A network of public sector organisations in The Netherlands is working together to make the Internet a better place. Public broadcasters, cultural heritage, governmental organisations, healthcare, and educational networks try via the non-profit organisation PublicSpaces to clean up their use of internet communication technologies and help each other.
It started in 2018 when the Dutch broadcast company VPRO realised they were forcing their audience to use communication platforms against their public mission and values.
The founder of PublicSpaces, Geert-Jan Bogaerts, also the leader of innovation and digital media at VPRO, wrote the foundation’s Manifesto for a healthier Internet.
“In 2018, Geert-Jan realised that the station’s use of Instagram, YouTube and other similar tools that manipulate the users was in contradiction with the station’s mission,” explains Wouter Tebbens, who was the director of the non-profit organisation PublicSpaces until the end of 2023 and is still affiliated.

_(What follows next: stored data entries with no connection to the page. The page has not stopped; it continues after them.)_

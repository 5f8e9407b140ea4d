// SPDX-License-Identifier: MIT OR Apache-2.0
//! Shading graph composition engine for TexMix.
//!
//! Combines two independently authored material graphs into one by
//! blending their final shading outputs with a single ratio:
//! - Graph model with single-writer inputs
//! - Deep cloning under fresh identities
//! - Exact-name socket resolution
//! - Composition and in-place ratio updates
//!
//! ## Example
//!
//! ```
//! use texmix_graph::{compose, set_ratio, shading};
//!
//! let red = shading::principled_material("Red", [1.0, 0.0, 0.0, 1.0])?;
//! let blue = shading::principled_material("Blue", [0.0, 0.0, 1.0, 1.0])?;
//!
//! let mut mixed = compose(&red, &blue, 0.25)?;
//! set_ratio(&mut mixed, 0.75)?;
//! # Ok::<(), Box<dyn std::error::Error>>(())
//! ```

pub mod node;
pub mod socket;
pub mod link;
pub mod graph;
pub mod clone;
pub mod resolve;
pub mod compose;
pub mod ratio;
pub mod settings;
pub mod shading;
pub mod library;

pub use node::{Node, NodeId, NodeKind, NodeRegistry, NodeType};
pub use socket::{Direction, Socket, SocketId, SocketRef, SocketValue};
pub use link::{Link, LinkId};
pub use graph::{CycleError, Graph, LinkError, UnknownNode};
pub use clone::{clone_graph, CloneError, CloneMap};
pub use resolve::{connect_named, find_socket, find_socket_among, find_socket_on, ResolveError, WireError};
pub use compose::{compose, ComposeError, Composer, Operand};
pub use ratio::{ratio, set_ratio, Ratio, RatioError, RatioTarget};
pub use settings::{ComposeSettings, SettingsError};
pub use library::{LibraryError, MaterialLibrary, MaterialRef};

The mission of PublicSpaces sounds like the following: We’re ‘committed to providing an alternative software ecosystem based on public values. Those values are articulated in the PublicSpaces Manifesto and endorsed by the entire coalition. The Manifesto entails the following values:
- Open – as in open source with equal access for everybody and independent from political, governmental, and commercial influence.
- Transparent – as fully accessible and reviewable
- Accountable – with verified users and not holding any personal data of its users
- Sovereign – where users are not the product and it is about the empowerment of the users who have full control of their personal data, content, and interactions
- User-Centric – design with privacy by design principles and no dark patterns
The principles are very similar to the data ethics principles developed by DataEthics.eu and link to the digital sovereignty aspirations of the European Union.
The partners – other public companies and organisations – committed to going through a digital power wash to live up to the above principles.
They developed the so-called Digital Powerwash, a tool to help organisations clean up their part of the internet.“It is a self-assessment method and organisations get a score. How good and how bad are the tools you use as organisation to communicate with the public. Nobody is perfect,” says Wouter Tebbens. “If they live up to a certain level, they get a badge for their website. It is not a certification. Just a badge; it signals the organisation’s commitment to transition to a healthier internet.”
Open Source-based Tools
PublicSpaces itself is also walking the talk by using alternative tools to big tech’s and it runs a yearly conference. Here are some of the open source-based tools they are using:
- BigBlueBotton as video conference instead of Zoom and Teams.
- LibreOffice in stead of Microsoft Office
- Element.io for chat
- Mastodon and PeerTube instead of X/Twitter and Youtube
- Nextcloud instead of Google Docs
- Odoo with a vast choice of business apps e.g. accounting, subscription, helpdesk, CRM.
Wouter Tebbens acknowledges that it is hard getting free of Microsoft or Google, and that Microsoft is not making interoperability to other systems easy.
“As a public sector, there are legal and ethical issues using Microsoft or Google as they are not open source nor provide strong guarantees to privacy. And it is a very bad idea only to buy from one vendor.”
This is especially problematic when a whole country and most of the government or schools depend on one or two Big Tech vendors. When asked what to do and how to get out, he said:
“We need courageous politicians, who can set goals, e.g. to reach 30% use of open software in the public sector within x years. They could put targets up for civil servants to work towards this goal and then in the long run we can be even more ambitious toward the goal of digital sovereignty.”